Le persone sono l’unica ricchezza essenziale di ogni comunità e in ogni attività, tutto il resto è accessorio. Questo tipo di proposte e di prospettive a tutt’oggi, in Europa, vengono inesorabilmente bloccate dai Paesi dell’Est che fanno parte del cosiddetto Gruppo di Visegrad e sono guidati da governi di orientamento nazional-conservatore e/o nazional- populista, tutti alleati politici della leader italiana attuale Giorgia Meloni. Un’opposizione a prescindere dietro alla quale si nascondono, lo sappiamo, anche i giochi e gli egoismi di altri Paesi (e non penso né a Germania, né a Francia: i due Paesi che – seguiti nell’ordine da Spagna e Italia – più accolgono nell’Unione).

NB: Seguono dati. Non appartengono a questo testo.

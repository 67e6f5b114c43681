//! User record queries — Redis implementation.
//!
//! Each record is a hash `vitalink:user:{id}` with the JSON row in field
//! `data`. The sorted set `vitalink:users:all` indexes ids by creation time.

use crate::client::{RedisPool, StoreError, StoreResult};
use redis::AsyncCommands;
use serde::{Deserialize, Serialize};
use tracing::warn;

const USERS_INDEX: &str = "vitalink:users:all";

/// Merges vitals into the stored row in one server-side step.
/// ARGV: heart_rate, spo2, weight ('' = keep), updated_at.
const MERGE_HEALTH_SCRIPT: &str = r#"
local json = redis.call('HGET', KEYS[1], 'data')
if not json then
    return false
end
local row = cjson.decode(json)
if ARGV[1] ~= '' then row['heart_rate'] = tonumber(ARGV[1]) end
if ARGV[2] ~= '' then row['spo2'] = tonumber(ARGV[2]) end
if ARGV[3] ~= '' then row['weight'] = tonumber(ARGV[3]) end
row['updated_at'] = ARGV[4]
local updated = cjson.encode(row)
redis.call('HSET', KEYS[1], 'data', updated)
return updated
"#;

/// Flat persisted form of a registered user.
#[derive(Debug, Clone, PartialEq, Serialize, Deserialize)]
pub struct UserRow {
    pub user_id: String,
    pub first_name: String,
    pub last_name: String,
    pub email: String,
    pub age: u32,
    pub contact_number: String,
    pub gender: String,
    pub heart_rate: Option<f64>,
    pub spo2: Option<f64>,
    pub weight: Option<f64>,
    pub created_at: String,
    pub updated_at: String,
}

/// Vitals to overwrite on a stored user. `None` keeps the stored value.
#[derive(Debug, Clone, Copy, Default, PartialEq)]
pub struct HealthPatch {
    pub heart_rate: Option<f64>,
    pub spo2: Option<f64>,
    pub weight: Option<f64>,
}

impl HealthPatch {
    pub fn apply(&self, row: &mut UserRow, updated_at: &str) {
        if let Some(v) = self.heart_rate {
            row.heart_rate = Some(v);
        }
        if let Some(v) = self.spo2 {
            row.spo2 = Some(v);
        }
        if let Some(v) = self.weight {
            row.weight = Some(v);
        }
        row.updated_at = updated_at.to_string();
    }

    fn script_args(&self) -> [String; 3] {
        let arg = |v: Option<f64>| v.map(|v| v.to_string()).unwrap_or_default();
        [arg(self.heart_rate), arg(self.spo2), arg(self.weight)]
    }
}

fn user_key(user_id: &str) -> String {
    format!("vitalink:user:{}", user_id)
}

fn not_found(user_id: &str) -> StoreError {
    StoreError::NotFound(format!("User not found: {}", user_id))
}

/// Decode index entries, skipping ids whose record is gone or unreadable.
fn decode_rows(entries: Vec<(String, Option<String>)>) -> Vec<UserRow> {
    entries
        .into_iter()
        .filter_map(|(id, json)| {
            let json = json?;
            serde_json::from_str::<UserRow>(&json)
                .map_err(|e| warn!(user_id = %id, error = %e, "Skipping unreadable user record"))
                .ok()
        })
        .collect()
}

pub async fn create_user(pool: &RedisPool, row: &UserRow) -> StoreResult<()> {
    let mut conn = pool.clone();
    conn.hset::<_, _, _, ()>(user_key(&row.user_id), "data", serde_json::to_string(row)?)
        .await?;

    let score = chrono::Utc::now().timestamp_millis();
    conn.zadd::<_, _, _, ()>(USERS_INDEX, &row.user_id, score).await?;

    Ok(())
}

pub async fn get_user(pool: &RedisPool, user_id: &str) -> StoreResult<UserRow> {
    let mut conn = pool.clone();
    let json: Option<String> = conn.hget(user_key(user_id), "data").await?;
    match json {
        Some(j) => Ok(serde_json::from_str(&j)?),
        None => Err(not_found(user_id)),
    }
}

/// Apply `patch` to a stored user atomically and return the merged row.
pub async fn merge_health(
    pool: &RedisPool,
    user_id: &str,
    patch: &HealthPatch,
    updated_at: &str,
) -> StoreResult<UserRow> {
    let mut conn = pool.clone();
    let [heart_rate, spo2, weight] = patch.script_args();
    let script = redis::Script::new(MERGE_HEALTH_SCRIPT);
    let mut invocation = script.key(user_key(user_id));
    invocation.arg(heart_rate).arg(spo2).arg(weight).arg(updated_at);
    let json: Option<String> = invocation.invoke_async(&mut conn).await?;

    match json {
        Some(j) => Ok(serde_json::from_str(&j)?),
        None => Err(not_found(user_id)),
    }
}

pub async fn list_users(pool: &RedisPool) -> StoreResult<Vec<UserRow>> {
    let mut conn = pool.clone();
    let ids: Vec<String> = conn.zrange(USERS_INDEX, 0, -1).await?;
    let mut entries = Vec::with_capacity(ids.len());
    for id in ids {
        let json: Option<String> = conn.hget(user_key(&id), "data").await?;
        entries.push((id, json));
    }
    Ok(decode_rows(entries))
}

Molti degli articoli e degli approfondimenti che abbiamo pubblicato su questi punti sono anche online. Se Giorgia Meloni si dimostrerà libera da “ideologismi”, per dirla con il lettore Marieschi, potrà fare molto per aiutare a sciogliere i nodi che abbiamo insensatamente e anche odiosamente aggrovigliato in questi anni. La presidente del Consiglio ha, insomma, un’occasione vera per far cambiare ciclo alle politiche europee se userà con realismo anche le sue relazioni e parentele politiche... Per ora la svolta non c’è, e le parole e le scelte restano inutilmente e anche tragicamente dure e sbagliate. Infine, al caro don Carlo Truzzi, dico semplicemente che ha ragione. La vicenda delle migrazioni trasformate in tragedia pesa sui reggitori dei governi del Nord del mondo, ma anche su tutti noi. La cronaca ci accusa e la storia, di questo passo, ci condannerà. Ma la storia non è già tutta scritta e davvero tutti, anche lei, anche io, abbiamo un po’ del potere necessario per riempirla di parole e gesti finalmente diversi e più giusti.